Raman is a practical person with a gentle personality; his button-down shirt and flip-flops blend in on the campus of Stanford, where he is a postdoctoral researcher. This mirror, he calmly explains, has a coating that sends heat into the vastness of outer space—which could make it ideal for air-conditioning and refrigeration systems that would require very little or no electricity.
The cooling material takes advantage of a fascinating phenomenon. Objects are always cooling down by radiating heat—this is why dew forms on blades of grass at night. Some of the radiation occurs at frequencies that send the energy right through Earth’s atmosphere and into space, allowing the object’s temperature to drop below that of the surrounding air.
During the day, the sun’s heat usually overwhelms the cooling effect. But while reading through old papers on the subject from the 1960s, Raman thought of a way around that. He applied his knowledge of nanoscale manufacturing techniques that didn’t exist decades ago to make something with optimum levels of thermal radiation and solar reflection. It is a multilayered film of hafnium dioxide, silica, and other materials deposited at carefully controlled thicknesses. It can be made over large areas using the same manufacturing techniques that are used to coat windows.
Coating the roof of a small structure with some of his material would wick heat away and keep the inside cool without electricity, as long as the roof wasn’t insulated. Since most buildings in developed areas have insulated roofs, Raman is working on integrating the material into existing air-conditioning infrastructure.
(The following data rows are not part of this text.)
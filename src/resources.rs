use std::collections::HashMap;
use std::path::{Path, PathBuf};
use std::sync::Arc;

use log::debug;
use serde::{Deserialize, Serialize};

/// Category of externally stored asset a reference can point at.
#[derive(Debug, Clone, Copy, PartialEq, Eq, Hash, Serialize, Deserialize)]
pub enum AssetKind {
    Texture,
    StaticMesh,
    SkeletalMesh,
    Material,
    Sound,
}

impl AssetKind {
    pub fn as_str(self) -> &'static str {
        match self {
            AssetKind::Texture => "Texture",
            AssetKind::StaticMesh => "StaticMesh",
            AssetKind::SkeletalMesh => "SkeletalMesh",
            AssetKind::Material => "Material",
            AssetKind::Sound => "Sound",
        }
    }
}

/// Metadata record for a loaded asset; the handle is the shared pointer.
#[derive(Debug, PartialEq, Eq)]
pub struct Asset {
    kind: AssetKind,
    path: String,
}

impl Asset {
    pub fn kind(&self) -> AssetKind {
        self.kind
    }

    /// Normalized path the asset was loaded from; also its save encoding.
    pub fn path(&self) -> &str {
        &self.path
    }

    /// File stem, used as a display name by tooling.
    pub fn name(&self) -> &str {
        let tail = self.path.rsplit('/').next().unwrap_or(&self.path);
        tail.rsplit_once('.').map(|(stem, _)| stem).unwrap_or(tail)
    }
}

pub type AssetHandle = Arc<Asset>;

/// Path-keyed cache of loaded assets.
///
/// Lookups are keyed by `(kind, normalized path)`. A load that cannot be
/// resolved returns `None` without signaling an error; callers treat the
/// absent handle as a null reference.
#[derive(Debug, Default)]
pub struct ResourceManager {
    root: Option<PathBuf>,
    cache: HashMap<(AssetKind, String), AssetHandle>,
}

impl ResourceManager {
    pub fn new() -> Self {
        Self::default()
    }

    /// Creates a manager that resolves paths relative to a content root.
    pub fn with_root(root: impl Into<PathBuf>) -> Self {
        Self {
            root: Some(root.into()),
            cache: HashMap::new(),
        }
    }

    pub fn root(&self) -> Option<&Path> {
        self.root.as_deref()
    }

    /// Registers an asset without touching the filesystem.
    pub fn insert(&mut self, kind: AssetKind, path: impl AsRef<str>) -> AssetHandle {
        let normalized = normalize_path(path.as_ref());
        let handle = Arc::new(Asset {
            kind,
            path: normalized.clone(),
        });
        self.cache.insert((kind, normalized), Arc::clone(&handle));
        handle
    }

    /// Resolves a path to an asset handle, populating the cache on success.
    pub fn load(&mut self, kind: AssetKind, path: &str) -> Option<AssetHandle> {
        let normalized = normalize_path(path);
        if normalized.is_empty() {
            return None;
        }
        if let Some(handle) = self.cache.get(&(kind, normalized.clone())) {
            return Some(Arc::clone(handle));
        }
        let root = self.root.as_ref()?;
        if !root.join(&normalized).exists() {
            debug!("unresolved {} asset: {normalized}", kind.as_str());
            return None;
        }
        let handle = Arc::new(Asset {
            kind,
            path: normalized.clone(),
        });
        self.cache.insert((kind, normalized), Arc::clone(&handle));
        Some(handle)
    }

    pub fn contains(&self, kind: AssetKind, path: &str) -> bool {
        self.cache.contains_key(&(kind, normalize_path(path)))
    }

    pub fn cached_count(&self) -> usize {
        self.cache.len()
    }
}

fn normalize_path(path: &str) -> String {
    let mut normalized = path.trim().replace('\\', "/");
    while let Some(stripped) = normalized.strip_prefix("./") {
        normalized = stripped.to_string();
    }
    normalized
}
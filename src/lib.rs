//! Object model and reflection core for the Crystal runtime, rewritten in
//! Rust.
//!
//! The crate provides the type registry, the per-class property tables, the
//! document serializer driven by those tables, and the two-stage object
//! duplication protocol.  Rendering, audio and editor surfaces are
//! intentionally kept outside of the crate; they consume reflected objects
//! through the serializer and factory without knowing any property list.

pub mod actors;
pub mod color;
pub mod doc;
pub mod factory;
pub mod name;
pub mod object;
pub mod property;
pub mod registry;
pub mod resources;
pub mod scene;
pub mod serializer;

pub use actors::{
    Actor, AmbientSoundActor, CameraActor, CameraProjection, LightActor, LightMobility, MeshActor,
    ScriptActor, SkeletalMeshActor,
};
pub use color::LinearColor;
pub use factory::ObjectFactory;
pub use name::Name;
pub use object::{
    cast, cast_mut, is_a, Object, ObjectBase, ObjectCore, ObjectRef, Reflected, WeakObjectRef,
};
pub use property::{PropertyDescriptor, PropertyMeta, PropertyTable, TypeTag};
pub use registry::{ReflectClass, ReflectStruct, TypeDescriptor, TypeRegistry};
pub use resources::{Asset, AssetHandle, AssetKind, ResourceManager};
pub use scene::{register_builtins, FogSettings, Scene, SceneError, WorldSettings};
pub use serializer::{serialize_object, Direction};
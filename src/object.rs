use std::any::{Any, TypeId};
use std::fmt;
use std::sync::{Arc, Weak};

use parking_lot::RwLock;

use crate::factory::ObjectFactory;
use crate::name::Name;
use crate::property::PropertyTable;
use crate::registry::{ReflectClass, TypeDescriptor, TypeRegistry};

/// Slot index value of an object that has not been adopted by a factory.
pub const INVALID_OBJECT_INDEX: u32 = u32::MAX;

/// Shared handle to a reflected object.
pub type ObjectRef = Arc<RwLock<dyn Object>>;

/// Non-owning handle; duplication leaves these aliasing the original target.
pub type WeakObjectRef = Weak<RwLock<dyn Object>>;

/// Identity state carried by every object instance.
///
/// The UUID and slot index are issued by the factory and are not meant to be
/// assigned anywhere else; duplication re-issues both for the copy.
#[derive(Debug, Clone)]
pub struct ObjectCore {
    pub(crate) uuid: u32,
    pub(crate) internal_index: u32,
    pub name: Name,
}

impl ObjectCore {
    pub fn uuid(&self) -> u32 {
        self.uuid
    }

    pub fn internal_index(&self) -> u32 {
        self.internal_index
    }
}

impl Default for ObjectCore {
    fn default() -> Self {
        Self {
            uuid: 0,
            internal_index: INVALID_OBJECT_INDEX,
            name: Name::none(),
        }
    }
}

/// Runtime capability shared by objects and nested aggregates: dynamic type
/// access plus visibility of the embedded parent layer, if any.
pub trait Reflected: Any + Send + Sync + fmt::Debug {
    fn as_any(&self) -> &dyn Any;
    fn as_any_mut(&mut self) -> &mut dyn Any;

    /// The embedded parent layer; `None` for root types and plain aggregates.
    fn base(&self) -> Option<&dyn Reflected> {
        None
    }

    fn base_mut(&mut self) -> Option<&mut dyn Reflected> {
        None
    }
}

/// Capability every reflected engine object implements.
pub trait Object: Reflected {
    fn core(&self) -> &ObjectCore;
    fn core_mut(&mut self) -> &mut ObjectCore;

    /// Name of the dynamic class, matching its descriptor in the registry.
    fn class_name(&self) -> &'static str;

    fn as_reflected(&self) -> &dyn Reflected;
    fn as_reflected_mut(&mut self) -> &mut dyn Reflected;

    /// Produces a fresh handle holding a memberwise copy of `self` with the
    /// same dynamic type. Shared handles in the copy alias the source's
    /// referents until `duplicate_sub_objects` runs.
    fn clone_object(&self) -> ObjectRef;

    /// Second stage of duplication. Implementations must invoke the embedded
    /// base layer's hook first, then replace each owned sub-object handle
    /// with an independent duplicate; non-owning references stay untouched.
    /// The root hook re-issues the UUID.
    fn duplicate_sub_objects(&mut self, factory: &mut ObjectFactory);

    fn uuid(&self) -> u32 {
        self.core().uuid
    }

    fn internal_index(&self) -> u32 {
        self.core().internal_index
    }

    fn name(&self) -> &Name {
        &self.core().name
    }

    /// The dynamic type's descriptor, if the type has been registered.
    fn class(&self, registry: &TypeRegistry) -> Option<Arc<TypeDescriptor>>
    where
        Self: Sized,
    {
        registry.class_of_instance(self)
    }
}

/// Checked downcast across the embedding chain.
///
/// Walks from the dynamic type down through each embedded base layer and
/// returns the first layer of type `T`; total, never panics. Succeeds
/// exactly when the instance's class is `T` or a descendant of it.
pub fn cast<T: Reflected>(host: &dyn Reflected) -> Option<&T> {
    let mut layer = Some(host);
    while let Some(current) = layer {
        if let Some(hit) = current.as_any().downcast_ref::<T>() {
            return Some(hit);
        }
        layer = current.base();
    }
    None
}

/// Mutable counterpart of [`cast`].
pub fn cast_mut<T: Reflected>(host: &mut dyn Reflected) -> Option<&mut T> {
    if host.as_any().type_id() == TypeId::of::<T>() {
        return host.as_any_mut().downcast_mut::<T>();
    }
    host.base_mut().and_then(cast_mut::<T>)
}

/// Whether the instance's dynamic class is `T` or derives from it.
pub fn is_a<T: Reflected>(host: &dyn Reflected) -> bool {
    cast::<T>(host).is_some()
}

/// Root of the reflected class hierarchy.
#[derive(Debug, Clone, Default)]
pub struct ObjectBase {
    core: ObjectCore,
}

impl Reflected for ObjectBase {
    fn as_any(&self) -> &dyn Any {
        self
    }

    fn as_any_mut(&mut self) -> &mut dyn Any {
        self
    }
}

impl Object for ObjectBase {
    fn core(&self) -> &ObjectCore {
        &self.core
    }

    fn core_mut(&mut self) -> &mut ObjectCore {
        &mut self.core
    }

    fn class_name(&self) -> &'static str {
        Self::CLASS_NAME
    }

    fn as_reflected(&self) -> &dyn Reflected {
        self
    }

    fn as_reflected_mut(&mut self) -> &mut dyn Reflected {
        self
    }

    fn clone_object(&self) -> ObjectRef {
        let handle: ObjectRef = Arc::new(RwLock::new(self.clone()));
        handle
    }

    fn duplicate_sub_objects(&mut self, factory: &mut ObjectFactory) {
        self.core.uuid = factory.generate_uuid();
    }
}

impl ReflectClass for ObjectBase {
    const CLASS_NAME: &'static str = "Object";

    fn super_descriptor(_registry: &mut TypeRegistry) -> Option<Arc<TypeDescriptor>> {
        None
    }

    fn register_properties(table: &mut PropertyTable) {
        table.name(
            "Name",
            |o: &ObjectBase| &o.core.name,
            |o: &mut ObjectBase| &mut o.core.name,
        );
    }
}

#[cfg(test)]
mod tests {
    use super::*;

    #[derive(Debug, Clone, Default)]
    struct Widget {
        base: ObjectBase,
        value: i32,
    }

    impl Reflected for Widget {
        fn as_any(&self) -> &dyn Any {
            self
        }

        fn as_any_mut(&mut self) -> &mut dyn Any {
            self
        }

        fn base(&self) -> Option<&dyn Reflected> {
            Some(&self.base)
        }

        fn base_mut(&mut self) -> Option<&mut dyn Reflected> {
            Some(&mut self.base)
        }
    }

    impl Object for Widget {
        fn core(&self) -> &ObjectCore {
            self.base.core()
        }

        fn core_mut(&mut self) -> &mut ObjectCore {
            self.base.core_mut()
        }

        fn class_name(&self) -> &'static str {
            "Widget"
        }

        fn as_reflected(&self) -> &dyn Reflected {
            self
        }

        fn as_reflected_mut(&mut self) -> &mut dyn Reflected {
            self
        }

        fn clone_object(&self) -> ObjectRef {
            let handle: ObjectRef = Arc::new(RwLock::new(self.clone()));
            handle
        }

        fn duplicate_sub_objects(&mut self, factory: &mut ObjectFactory) {
            self.base.duplicate_sub_objects(factory);
        }
    }

    #[test]
    fn cast_reaches_embedded_base_layer() {
        let widget = Widget {
            value: 7,
            ..Widget::default()
        };
        assert!(cast::<Widget>(&widget).is_some());
        assert!(cast::<ObjectBase>(&widget).is_some());
        assert_eq!(cast::<Widget>(&widget).map(|w| w.value), Some(7));
    }

    #[test]
    fn cast_fails_for_unrelated_type() {
        let base = ObjectBase::default();
        assert!(cast::<Widget>(&base).is_none());
        assert!(!is_a::<Widget>(&base));
        assert!(is_a::<ObjectBase>(&base));
    }

    #[test]
    fn cast_mut_mutates_through_layers() {
        let mut widget = Widget::default();
        cast_mut::<ObjectBase>(&mut widget)
            .expect("base layer")
            .core_mut()
            .name = Name::new("Gizmo");
        assert_eq!(widget.name().as_str(), "Gizmo");
    }

    #[test]
    fn fresh_objects_carry_unassigned_identity() {
        let widget = Widget::default();
        assert_eq!(widget.uuid(), 0);
        assert_eq!(widget.internal_index(), INVALID_OBJECT_INDEX);
    }
}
He has a prototype on the roof of Stanford’s Packard Electrical Engineering Building. It is made up of a sheet of the passive cooling material about a square meter in area, mounted in a custom-machined plexiglass box patterned with water channels. In a finished system, the water would circulate through the building air-conditioning system, then go into the cooler box to chill and back into the building system. However, he still needs to demonstrate that his prototype can chill a substantial volume of water.
He has already partnered with a manufacturer that can produce large sheets of the cooling material for further development. He jokes that many researchers in his branch of physics tend to stay in their labs all day and “don’t like to go outside.” But he adds: “If you just go outside, there’s opportunity.”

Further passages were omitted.